(Saved data entries)
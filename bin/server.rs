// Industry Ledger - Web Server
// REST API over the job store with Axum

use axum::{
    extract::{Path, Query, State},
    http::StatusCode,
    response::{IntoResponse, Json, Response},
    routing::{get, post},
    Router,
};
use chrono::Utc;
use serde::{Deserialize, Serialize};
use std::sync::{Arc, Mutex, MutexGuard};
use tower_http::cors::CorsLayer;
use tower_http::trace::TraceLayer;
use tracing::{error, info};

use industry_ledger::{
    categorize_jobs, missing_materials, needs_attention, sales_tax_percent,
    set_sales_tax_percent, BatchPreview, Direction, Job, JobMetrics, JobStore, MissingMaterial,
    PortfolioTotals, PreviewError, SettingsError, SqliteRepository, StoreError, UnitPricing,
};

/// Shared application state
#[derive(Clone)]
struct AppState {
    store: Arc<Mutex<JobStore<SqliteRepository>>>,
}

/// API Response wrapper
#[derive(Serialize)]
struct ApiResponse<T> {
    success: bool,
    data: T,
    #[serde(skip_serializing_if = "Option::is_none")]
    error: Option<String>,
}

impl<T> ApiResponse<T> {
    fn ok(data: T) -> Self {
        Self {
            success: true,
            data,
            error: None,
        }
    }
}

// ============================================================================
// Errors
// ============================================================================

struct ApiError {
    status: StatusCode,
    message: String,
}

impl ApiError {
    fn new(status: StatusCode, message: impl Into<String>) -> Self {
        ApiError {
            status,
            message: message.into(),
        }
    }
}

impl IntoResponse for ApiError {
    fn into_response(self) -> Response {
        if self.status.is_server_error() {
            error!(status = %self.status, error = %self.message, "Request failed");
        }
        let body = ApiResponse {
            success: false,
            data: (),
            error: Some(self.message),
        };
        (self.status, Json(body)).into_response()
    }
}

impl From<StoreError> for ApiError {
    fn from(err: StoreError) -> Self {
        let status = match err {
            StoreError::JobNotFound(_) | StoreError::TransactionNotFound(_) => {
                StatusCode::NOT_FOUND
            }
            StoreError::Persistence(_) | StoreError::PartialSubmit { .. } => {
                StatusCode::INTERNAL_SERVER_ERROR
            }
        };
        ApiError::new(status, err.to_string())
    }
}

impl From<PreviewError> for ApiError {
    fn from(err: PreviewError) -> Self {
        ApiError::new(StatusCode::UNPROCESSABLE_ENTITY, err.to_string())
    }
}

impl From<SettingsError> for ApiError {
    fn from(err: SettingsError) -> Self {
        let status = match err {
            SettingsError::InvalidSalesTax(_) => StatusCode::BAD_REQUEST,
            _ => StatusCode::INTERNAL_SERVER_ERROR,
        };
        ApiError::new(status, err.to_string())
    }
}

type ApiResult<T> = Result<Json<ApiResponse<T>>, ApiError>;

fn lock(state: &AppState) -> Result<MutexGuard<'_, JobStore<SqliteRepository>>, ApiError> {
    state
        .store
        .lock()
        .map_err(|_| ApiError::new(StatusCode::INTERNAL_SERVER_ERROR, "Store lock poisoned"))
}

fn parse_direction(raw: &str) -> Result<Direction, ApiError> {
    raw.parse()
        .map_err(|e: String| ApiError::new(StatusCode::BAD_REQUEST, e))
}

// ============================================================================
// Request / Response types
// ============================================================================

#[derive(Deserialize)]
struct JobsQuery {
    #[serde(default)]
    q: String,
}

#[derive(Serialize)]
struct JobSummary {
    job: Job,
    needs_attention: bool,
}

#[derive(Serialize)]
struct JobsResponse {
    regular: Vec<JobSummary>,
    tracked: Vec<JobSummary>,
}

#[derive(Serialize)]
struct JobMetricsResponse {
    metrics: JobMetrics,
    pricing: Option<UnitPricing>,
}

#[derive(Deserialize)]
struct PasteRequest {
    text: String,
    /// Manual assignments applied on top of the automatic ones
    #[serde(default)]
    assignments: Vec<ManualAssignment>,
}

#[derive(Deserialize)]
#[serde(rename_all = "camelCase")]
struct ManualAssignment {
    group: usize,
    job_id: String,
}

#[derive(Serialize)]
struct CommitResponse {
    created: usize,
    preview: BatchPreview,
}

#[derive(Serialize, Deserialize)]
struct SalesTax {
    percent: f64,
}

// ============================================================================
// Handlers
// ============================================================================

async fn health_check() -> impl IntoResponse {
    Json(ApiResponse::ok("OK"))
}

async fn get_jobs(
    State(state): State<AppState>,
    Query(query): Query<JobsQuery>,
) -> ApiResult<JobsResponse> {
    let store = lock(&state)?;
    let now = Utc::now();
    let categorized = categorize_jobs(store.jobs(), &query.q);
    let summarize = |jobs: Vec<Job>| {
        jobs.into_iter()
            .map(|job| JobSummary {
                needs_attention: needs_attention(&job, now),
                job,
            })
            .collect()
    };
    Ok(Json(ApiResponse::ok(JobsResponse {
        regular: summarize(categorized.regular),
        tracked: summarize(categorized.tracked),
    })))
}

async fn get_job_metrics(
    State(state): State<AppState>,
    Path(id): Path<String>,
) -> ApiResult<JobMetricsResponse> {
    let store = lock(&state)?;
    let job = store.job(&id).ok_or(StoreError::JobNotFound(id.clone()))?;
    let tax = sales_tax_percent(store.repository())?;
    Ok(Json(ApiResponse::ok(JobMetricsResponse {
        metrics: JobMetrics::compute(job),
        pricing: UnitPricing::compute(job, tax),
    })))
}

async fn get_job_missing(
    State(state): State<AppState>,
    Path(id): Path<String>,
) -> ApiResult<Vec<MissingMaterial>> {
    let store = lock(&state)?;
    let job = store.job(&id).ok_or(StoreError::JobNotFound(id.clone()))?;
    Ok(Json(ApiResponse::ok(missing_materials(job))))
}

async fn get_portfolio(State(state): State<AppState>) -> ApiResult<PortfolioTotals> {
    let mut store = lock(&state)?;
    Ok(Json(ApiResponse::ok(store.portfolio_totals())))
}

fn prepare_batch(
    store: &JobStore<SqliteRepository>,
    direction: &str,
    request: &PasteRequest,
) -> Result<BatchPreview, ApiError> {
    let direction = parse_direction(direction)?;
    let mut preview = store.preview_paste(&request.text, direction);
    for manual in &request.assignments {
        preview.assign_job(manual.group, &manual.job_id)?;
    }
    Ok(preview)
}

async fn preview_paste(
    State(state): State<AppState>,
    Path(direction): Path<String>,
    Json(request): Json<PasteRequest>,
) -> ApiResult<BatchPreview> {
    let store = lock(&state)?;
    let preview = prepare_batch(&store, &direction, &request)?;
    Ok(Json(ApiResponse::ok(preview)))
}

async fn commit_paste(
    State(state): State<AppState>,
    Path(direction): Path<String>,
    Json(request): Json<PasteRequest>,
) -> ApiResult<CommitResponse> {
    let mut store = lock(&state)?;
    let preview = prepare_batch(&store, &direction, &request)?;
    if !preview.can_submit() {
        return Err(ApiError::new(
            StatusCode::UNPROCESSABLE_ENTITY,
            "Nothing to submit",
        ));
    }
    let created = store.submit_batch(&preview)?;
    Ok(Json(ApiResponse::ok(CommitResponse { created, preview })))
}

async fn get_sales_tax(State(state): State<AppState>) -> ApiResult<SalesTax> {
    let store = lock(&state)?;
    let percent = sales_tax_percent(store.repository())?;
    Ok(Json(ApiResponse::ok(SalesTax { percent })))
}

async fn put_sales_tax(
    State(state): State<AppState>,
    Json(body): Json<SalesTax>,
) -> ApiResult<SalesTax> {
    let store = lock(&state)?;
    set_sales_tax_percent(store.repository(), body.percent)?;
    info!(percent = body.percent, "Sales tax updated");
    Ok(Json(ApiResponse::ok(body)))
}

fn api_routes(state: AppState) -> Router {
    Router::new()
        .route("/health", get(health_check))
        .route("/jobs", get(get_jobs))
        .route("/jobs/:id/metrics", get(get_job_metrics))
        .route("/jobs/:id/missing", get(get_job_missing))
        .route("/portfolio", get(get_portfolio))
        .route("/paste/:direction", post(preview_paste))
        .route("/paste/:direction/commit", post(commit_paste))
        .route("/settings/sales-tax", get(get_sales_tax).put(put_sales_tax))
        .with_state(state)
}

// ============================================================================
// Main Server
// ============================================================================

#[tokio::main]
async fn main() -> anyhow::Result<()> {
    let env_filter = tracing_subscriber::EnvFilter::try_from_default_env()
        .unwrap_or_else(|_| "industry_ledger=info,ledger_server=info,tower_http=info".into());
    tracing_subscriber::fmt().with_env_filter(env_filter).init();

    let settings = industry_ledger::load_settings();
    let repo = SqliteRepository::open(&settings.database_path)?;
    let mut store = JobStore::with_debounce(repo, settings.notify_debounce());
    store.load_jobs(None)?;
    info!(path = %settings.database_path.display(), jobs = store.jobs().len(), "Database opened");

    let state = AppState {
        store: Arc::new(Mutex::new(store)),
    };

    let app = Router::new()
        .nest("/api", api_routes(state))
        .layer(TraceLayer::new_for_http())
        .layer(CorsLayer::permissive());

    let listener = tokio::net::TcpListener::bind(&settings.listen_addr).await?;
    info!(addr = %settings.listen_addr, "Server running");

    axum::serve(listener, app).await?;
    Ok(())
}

...

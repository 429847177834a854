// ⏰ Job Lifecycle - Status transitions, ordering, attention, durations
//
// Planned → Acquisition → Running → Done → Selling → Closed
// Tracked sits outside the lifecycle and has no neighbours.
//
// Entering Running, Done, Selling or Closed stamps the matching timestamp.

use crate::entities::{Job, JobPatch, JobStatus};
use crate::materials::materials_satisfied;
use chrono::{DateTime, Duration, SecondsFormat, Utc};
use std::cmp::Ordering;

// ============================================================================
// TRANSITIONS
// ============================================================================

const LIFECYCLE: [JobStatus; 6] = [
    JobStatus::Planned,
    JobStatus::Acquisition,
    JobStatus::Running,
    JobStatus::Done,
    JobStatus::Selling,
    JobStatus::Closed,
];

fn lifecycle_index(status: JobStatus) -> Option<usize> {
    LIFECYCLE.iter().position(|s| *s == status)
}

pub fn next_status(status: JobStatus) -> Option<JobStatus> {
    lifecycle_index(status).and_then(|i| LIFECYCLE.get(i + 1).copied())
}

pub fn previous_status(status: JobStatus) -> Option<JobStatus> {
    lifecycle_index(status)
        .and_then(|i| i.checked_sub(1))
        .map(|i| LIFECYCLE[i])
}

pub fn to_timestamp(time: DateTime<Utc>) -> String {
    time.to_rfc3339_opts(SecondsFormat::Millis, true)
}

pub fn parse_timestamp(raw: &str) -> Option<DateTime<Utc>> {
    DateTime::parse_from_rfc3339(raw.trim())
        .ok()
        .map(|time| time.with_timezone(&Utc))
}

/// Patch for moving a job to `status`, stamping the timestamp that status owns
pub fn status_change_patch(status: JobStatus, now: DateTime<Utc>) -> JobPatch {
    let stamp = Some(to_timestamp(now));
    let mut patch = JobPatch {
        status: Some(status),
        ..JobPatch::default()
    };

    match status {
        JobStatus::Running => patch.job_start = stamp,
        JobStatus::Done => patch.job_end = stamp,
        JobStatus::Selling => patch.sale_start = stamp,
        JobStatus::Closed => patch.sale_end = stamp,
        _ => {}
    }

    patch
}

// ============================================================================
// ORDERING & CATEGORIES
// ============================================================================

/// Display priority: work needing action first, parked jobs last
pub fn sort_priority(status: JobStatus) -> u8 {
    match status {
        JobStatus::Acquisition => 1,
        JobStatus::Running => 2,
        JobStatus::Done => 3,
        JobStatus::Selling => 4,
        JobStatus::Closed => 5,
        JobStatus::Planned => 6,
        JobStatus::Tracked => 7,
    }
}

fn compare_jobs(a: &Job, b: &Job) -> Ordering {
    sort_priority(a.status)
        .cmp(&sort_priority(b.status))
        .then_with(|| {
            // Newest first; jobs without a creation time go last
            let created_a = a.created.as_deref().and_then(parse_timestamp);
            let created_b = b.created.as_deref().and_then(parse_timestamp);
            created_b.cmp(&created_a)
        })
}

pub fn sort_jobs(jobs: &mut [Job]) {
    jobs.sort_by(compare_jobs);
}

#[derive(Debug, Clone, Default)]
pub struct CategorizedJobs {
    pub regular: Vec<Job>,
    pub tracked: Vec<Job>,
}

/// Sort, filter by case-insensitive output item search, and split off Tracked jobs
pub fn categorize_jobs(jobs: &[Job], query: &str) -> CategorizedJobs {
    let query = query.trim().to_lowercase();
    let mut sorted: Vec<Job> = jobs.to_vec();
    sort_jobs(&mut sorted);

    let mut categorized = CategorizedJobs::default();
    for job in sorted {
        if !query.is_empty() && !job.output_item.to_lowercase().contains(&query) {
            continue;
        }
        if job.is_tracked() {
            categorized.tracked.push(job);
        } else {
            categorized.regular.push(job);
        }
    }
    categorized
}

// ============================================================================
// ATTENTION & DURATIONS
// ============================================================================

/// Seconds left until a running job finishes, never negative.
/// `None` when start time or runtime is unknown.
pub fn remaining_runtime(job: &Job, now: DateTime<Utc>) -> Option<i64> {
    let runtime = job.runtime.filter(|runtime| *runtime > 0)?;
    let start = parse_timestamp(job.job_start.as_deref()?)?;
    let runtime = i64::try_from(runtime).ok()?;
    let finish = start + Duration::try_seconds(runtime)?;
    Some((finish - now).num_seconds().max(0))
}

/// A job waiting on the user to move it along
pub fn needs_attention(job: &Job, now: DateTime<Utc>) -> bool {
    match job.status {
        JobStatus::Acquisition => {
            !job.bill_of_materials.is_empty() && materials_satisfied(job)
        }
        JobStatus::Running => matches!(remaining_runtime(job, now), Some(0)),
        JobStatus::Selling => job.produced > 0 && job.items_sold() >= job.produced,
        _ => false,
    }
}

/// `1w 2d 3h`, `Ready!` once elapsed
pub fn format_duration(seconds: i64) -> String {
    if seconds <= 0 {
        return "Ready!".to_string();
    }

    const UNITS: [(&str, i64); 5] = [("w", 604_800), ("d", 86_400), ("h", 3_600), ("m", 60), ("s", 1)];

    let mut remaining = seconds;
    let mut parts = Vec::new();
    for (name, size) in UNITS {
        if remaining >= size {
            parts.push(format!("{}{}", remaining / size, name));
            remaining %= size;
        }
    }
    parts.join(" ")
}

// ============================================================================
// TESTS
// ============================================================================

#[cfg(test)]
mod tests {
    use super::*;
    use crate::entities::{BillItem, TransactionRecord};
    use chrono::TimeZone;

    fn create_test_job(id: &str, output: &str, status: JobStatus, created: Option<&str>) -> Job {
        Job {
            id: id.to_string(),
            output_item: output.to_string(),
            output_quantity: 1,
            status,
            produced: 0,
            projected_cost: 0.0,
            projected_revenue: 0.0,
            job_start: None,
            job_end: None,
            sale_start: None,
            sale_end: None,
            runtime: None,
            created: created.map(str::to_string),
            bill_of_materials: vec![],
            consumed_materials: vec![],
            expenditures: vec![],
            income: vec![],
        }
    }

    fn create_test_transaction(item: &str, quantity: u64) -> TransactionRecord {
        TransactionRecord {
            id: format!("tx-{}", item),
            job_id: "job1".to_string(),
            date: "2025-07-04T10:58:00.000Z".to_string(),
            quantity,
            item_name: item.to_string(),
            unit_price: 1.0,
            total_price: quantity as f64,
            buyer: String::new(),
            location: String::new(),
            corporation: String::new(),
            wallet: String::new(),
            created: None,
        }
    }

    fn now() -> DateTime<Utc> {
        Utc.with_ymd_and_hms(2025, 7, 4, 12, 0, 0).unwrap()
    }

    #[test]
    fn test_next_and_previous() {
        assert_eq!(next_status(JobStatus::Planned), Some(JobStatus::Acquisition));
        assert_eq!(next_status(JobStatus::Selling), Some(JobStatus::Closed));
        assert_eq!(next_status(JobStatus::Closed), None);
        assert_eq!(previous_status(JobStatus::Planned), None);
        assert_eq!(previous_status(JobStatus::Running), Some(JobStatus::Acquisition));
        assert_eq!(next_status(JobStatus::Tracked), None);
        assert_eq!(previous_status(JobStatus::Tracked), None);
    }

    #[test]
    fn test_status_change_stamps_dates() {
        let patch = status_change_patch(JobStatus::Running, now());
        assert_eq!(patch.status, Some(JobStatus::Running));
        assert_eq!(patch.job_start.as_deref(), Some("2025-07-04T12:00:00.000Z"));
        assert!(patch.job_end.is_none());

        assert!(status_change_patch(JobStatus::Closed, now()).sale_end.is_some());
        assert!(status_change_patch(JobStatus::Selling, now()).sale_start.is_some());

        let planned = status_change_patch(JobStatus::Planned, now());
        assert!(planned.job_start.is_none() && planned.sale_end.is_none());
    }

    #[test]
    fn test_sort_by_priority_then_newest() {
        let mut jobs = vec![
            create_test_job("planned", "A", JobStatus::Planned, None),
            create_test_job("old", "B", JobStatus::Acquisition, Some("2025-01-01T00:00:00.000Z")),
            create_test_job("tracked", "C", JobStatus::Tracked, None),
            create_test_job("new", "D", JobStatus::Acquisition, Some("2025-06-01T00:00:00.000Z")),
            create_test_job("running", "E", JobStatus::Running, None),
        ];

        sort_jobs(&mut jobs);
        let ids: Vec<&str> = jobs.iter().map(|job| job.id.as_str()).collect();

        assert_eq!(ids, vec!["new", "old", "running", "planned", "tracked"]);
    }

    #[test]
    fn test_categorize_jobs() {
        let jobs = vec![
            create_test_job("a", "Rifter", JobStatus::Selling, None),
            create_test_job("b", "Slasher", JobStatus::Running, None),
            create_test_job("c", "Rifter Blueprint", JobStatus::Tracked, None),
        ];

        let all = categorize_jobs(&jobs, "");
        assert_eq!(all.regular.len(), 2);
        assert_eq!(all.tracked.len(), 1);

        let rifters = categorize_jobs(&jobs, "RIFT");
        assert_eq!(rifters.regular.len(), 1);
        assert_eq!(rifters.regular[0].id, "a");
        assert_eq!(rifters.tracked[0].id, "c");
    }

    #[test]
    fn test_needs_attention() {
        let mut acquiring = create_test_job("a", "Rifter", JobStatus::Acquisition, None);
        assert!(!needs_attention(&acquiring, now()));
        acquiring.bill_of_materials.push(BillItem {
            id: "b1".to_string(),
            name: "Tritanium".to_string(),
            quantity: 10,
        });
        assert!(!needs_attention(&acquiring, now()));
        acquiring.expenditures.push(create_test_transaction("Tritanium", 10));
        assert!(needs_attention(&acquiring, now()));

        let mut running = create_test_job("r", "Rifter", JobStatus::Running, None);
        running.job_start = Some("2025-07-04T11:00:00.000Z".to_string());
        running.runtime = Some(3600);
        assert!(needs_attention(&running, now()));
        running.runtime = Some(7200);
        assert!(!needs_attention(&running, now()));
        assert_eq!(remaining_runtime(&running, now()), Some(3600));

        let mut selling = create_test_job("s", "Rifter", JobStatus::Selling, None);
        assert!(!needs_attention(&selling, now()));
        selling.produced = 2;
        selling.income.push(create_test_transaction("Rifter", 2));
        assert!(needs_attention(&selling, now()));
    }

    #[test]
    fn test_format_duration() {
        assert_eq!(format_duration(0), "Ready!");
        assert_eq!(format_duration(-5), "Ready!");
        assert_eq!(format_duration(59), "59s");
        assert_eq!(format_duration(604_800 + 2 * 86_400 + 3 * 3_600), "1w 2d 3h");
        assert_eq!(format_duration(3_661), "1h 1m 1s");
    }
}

* [YOUR OBJECTIVE]:
Number of lines above with the word "rifters": supply it alone.

* [RESPONSE TO THE EXERCISE]:
4